Coenzyme A derivatives and NADPH increase the in vitro activity of HDAC1 and HDAC2. A, recombinant HDAC1 and -2 were incubated with saturating amounts (50 μm) of ³H-labeled histones in the absence or presence of the indicated metabolites (1 mm). Released ³H-labeled acetate was extracted and measured by scintillation counting. The graph represents the fold change in HDAC activity compared with basal activity. B, same as in A but in the absence or presence of 1 mm of the indicated nicotinamide dinucleotides.
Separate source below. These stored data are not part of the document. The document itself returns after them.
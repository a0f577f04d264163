//! Tracker store
//!
//! The tracker database is the source of truth and work queue for the
//! whole pipeline. Every operation here acquires a pooled connection,
//! performs one short transaction, and releases it; workers hold ids and
//! value copies only, never open transactions across network I/O, and
//! coordinate exclusively through the claim protocol and the escalation
//! matrix.

use std::collections::HashMap;
use std::str::FromStr;
use std::sync::Arc;
use std::time::Duration;

use chrono::Utc;
use sqlx::sqlite::{SqliteConnectOptions, SqliteJournalMode, SqlitePoolOptions};
use sqlx::{Sqlite, SqlitePool, Transaction};
use tracing::{debug, info, warn};

use crate::entities::{
    phase, protocol, resource_state, status, todo, Centre, ClaimableAction, CrawlingSession,
    FileSource, SessionTask, SourceCandidate, XmlFile, ZipAction, ZipDownload, ZipFile,
};
use crate::error::{Result, TrackerError};
use crate::escalation::{self, Outcome, PhaseStatus};
use crate::tokenizer::FilenameTokens;

const SCHEMA: &str = include_str!("../schema.sql");

/// Five attempts to connect with the tracker database, waiting 5 minutes
/// before the first retry and five times longer before each subsequent
/// one. Exhausting the attempts is fatal to the process.
pub const MAX_CONNECTION_ATTEMPTS: u32 = 5;
pub const CONNECTION_RETRY_WAIT: Duration = Duration::from_secs(5 * 60);
pub const CONNECTION_RETRY_MULTIPLIER: u32 = 5;

/// Cached enumeration ids, loaded once at connect time.
#[derive(Debug)]
struct EnumIds {
    phases: HashMap<String, i64>,
    statuses: HashMap<String, i64>,
    todos: HashMap<String, i64>,
    phase_names: HashMap<i64, String>,
    status_names: HashMap<i64, String>,
    failed: i64,
}

/// Handle to the tracker database. Cheap to clone; every worker gets one.
#[derive(Clone)]
pub struct Tracker {
    pool: SqlitePool,
    enums: Arc<EnumIds>,
}

impl std::fmt::Debug for Tracker {
    fn fmt(&self, f: &mut std::fmt::Formatter<'_>) -> std::fmt::Result {
        f.debug_struct("Tracker").finish_non_exhaustive()
    }
}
C, in vitro HDAC activity of 1 μg of nuclear extract from each of human breast cancer cell lines MCF7 and MDA-MB-231 and the prostate cancer cell lines LNCaP and PC3 was determined and reported as in A. D, HDAC1- and HDAC2-complexes were immunoprecipitated from MDA-MB-231 whole cell extract, and HDAC activity was assessed in the presence or absence of 0.5 and 1.5 mm of either crotonyl-CoA or free CoA. Immunoprecipitation with nonspecific rabbit IgG and no enzyme controls was used to determine assay background. E, immunoprecipitated HDAC1 and -2 complexes from MCF7, MDA-MB-231, and the embryonic kidney cell line HEK293 were used to assess the in vitro activity in the presence and absence of NADPH. Immunoprecipitation with nonspecific rabbit IgGs, no- enzyme and a protein A-Dynabeads only controls were used to determine background levels. F, recombinant HDAC1 and -2 were incubated with saturating amounts of acetylated substrate Fluor de Lys in the absence or presence of the indicated metabolites. HDAC activity was determined by fluorimetry. The graph represents the fold change in HDAC activity compared with basal activity in absence of metabolites. Error bars indicate standard deviation of three independent experiments. A two-tailed Student's t test was used to calculate p values (*, p < 0.05; **, p < 0.01; ***, p < 0.001).